BEGIN

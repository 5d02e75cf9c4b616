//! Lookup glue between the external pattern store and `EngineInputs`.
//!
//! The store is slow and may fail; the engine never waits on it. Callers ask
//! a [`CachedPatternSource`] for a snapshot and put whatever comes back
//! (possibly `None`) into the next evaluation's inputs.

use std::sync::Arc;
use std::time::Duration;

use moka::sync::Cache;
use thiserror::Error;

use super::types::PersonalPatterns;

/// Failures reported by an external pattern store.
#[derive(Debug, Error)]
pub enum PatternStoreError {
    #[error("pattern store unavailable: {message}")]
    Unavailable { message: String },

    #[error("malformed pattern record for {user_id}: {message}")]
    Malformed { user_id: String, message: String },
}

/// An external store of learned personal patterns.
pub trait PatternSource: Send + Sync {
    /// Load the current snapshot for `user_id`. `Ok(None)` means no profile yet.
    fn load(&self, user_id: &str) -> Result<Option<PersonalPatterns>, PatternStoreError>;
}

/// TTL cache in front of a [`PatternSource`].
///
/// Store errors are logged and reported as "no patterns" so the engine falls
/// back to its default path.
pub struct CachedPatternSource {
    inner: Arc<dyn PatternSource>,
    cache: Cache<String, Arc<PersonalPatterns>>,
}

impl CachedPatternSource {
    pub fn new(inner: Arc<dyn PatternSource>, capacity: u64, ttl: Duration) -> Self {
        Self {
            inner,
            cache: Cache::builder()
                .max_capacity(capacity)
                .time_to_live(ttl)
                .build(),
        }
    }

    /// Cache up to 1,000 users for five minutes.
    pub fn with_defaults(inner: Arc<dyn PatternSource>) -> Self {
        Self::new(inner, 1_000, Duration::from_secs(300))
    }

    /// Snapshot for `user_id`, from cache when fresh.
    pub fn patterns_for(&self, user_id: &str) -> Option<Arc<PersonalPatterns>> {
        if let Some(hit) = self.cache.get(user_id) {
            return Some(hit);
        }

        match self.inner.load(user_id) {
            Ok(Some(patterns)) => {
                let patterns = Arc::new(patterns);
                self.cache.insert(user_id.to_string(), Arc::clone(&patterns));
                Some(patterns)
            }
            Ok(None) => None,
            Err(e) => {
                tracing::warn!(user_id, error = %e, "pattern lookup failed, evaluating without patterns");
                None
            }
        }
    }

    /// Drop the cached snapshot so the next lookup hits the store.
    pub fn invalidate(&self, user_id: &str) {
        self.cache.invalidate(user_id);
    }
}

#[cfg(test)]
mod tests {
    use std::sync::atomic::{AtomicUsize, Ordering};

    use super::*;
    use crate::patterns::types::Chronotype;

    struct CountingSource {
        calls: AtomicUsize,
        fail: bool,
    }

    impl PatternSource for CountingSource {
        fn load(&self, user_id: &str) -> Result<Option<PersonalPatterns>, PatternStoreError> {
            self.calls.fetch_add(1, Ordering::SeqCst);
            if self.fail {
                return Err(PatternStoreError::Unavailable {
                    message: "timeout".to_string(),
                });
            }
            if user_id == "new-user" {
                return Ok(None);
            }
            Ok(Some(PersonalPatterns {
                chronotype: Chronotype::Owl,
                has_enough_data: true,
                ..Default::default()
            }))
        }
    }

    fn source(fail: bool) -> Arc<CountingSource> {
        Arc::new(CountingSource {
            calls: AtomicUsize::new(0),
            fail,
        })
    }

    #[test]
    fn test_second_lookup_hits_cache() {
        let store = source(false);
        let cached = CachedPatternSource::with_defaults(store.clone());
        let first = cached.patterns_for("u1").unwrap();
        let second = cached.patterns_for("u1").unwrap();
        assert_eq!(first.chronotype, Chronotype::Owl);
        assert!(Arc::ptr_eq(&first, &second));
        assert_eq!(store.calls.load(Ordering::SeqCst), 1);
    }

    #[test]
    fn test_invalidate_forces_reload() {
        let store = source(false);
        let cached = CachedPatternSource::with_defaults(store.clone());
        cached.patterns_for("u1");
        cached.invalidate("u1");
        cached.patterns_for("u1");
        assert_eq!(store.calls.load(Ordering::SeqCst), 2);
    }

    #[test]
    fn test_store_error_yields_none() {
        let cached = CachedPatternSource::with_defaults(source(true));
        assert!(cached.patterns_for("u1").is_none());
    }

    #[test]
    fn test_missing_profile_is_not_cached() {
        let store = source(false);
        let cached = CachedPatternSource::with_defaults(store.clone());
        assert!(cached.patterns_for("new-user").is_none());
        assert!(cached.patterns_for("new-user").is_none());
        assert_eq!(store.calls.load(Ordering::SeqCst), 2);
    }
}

END
BEGIN

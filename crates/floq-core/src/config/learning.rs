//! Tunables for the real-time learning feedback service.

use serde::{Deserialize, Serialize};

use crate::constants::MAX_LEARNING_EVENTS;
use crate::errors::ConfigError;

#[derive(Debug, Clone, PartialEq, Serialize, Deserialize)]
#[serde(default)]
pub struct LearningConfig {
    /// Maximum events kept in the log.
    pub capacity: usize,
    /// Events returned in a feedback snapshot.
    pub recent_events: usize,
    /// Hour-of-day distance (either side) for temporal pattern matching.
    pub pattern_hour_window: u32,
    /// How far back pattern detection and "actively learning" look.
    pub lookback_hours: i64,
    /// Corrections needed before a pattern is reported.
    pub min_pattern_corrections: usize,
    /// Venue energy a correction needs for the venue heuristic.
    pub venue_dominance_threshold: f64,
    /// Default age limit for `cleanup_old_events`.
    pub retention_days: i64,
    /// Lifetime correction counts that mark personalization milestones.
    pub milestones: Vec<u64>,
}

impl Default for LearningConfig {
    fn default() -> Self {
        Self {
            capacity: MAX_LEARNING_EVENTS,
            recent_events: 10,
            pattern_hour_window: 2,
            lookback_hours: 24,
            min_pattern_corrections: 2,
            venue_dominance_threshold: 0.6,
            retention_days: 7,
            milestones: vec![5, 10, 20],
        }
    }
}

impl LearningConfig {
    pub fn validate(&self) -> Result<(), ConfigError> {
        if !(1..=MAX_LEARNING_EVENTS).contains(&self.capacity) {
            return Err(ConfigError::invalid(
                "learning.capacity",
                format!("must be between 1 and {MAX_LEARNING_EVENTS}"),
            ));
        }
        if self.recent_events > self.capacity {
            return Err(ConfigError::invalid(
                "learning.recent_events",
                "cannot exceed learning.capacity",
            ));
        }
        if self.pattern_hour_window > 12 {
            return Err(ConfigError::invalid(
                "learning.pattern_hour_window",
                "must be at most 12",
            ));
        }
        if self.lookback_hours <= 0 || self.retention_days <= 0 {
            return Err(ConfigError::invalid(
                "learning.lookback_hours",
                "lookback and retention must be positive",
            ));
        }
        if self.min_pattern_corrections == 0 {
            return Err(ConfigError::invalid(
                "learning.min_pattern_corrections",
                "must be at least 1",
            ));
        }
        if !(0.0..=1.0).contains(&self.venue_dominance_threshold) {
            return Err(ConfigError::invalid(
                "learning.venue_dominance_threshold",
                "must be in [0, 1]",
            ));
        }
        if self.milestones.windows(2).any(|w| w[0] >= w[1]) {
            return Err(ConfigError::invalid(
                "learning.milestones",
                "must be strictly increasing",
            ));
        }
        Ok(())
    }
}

END

## DESCRIPTION OF THE TASK
Only lines with the word "message" count here; copy every one from the records.

## ANSWER SPACE
    #[error("pattern store unavailable: {message}")]
    Unavailable { message: String },
    #[error("malformed pattern record for {user_id}: {message}")]
    Malformed { user_id: String, message: String },
                    message: "timeout".to_string(),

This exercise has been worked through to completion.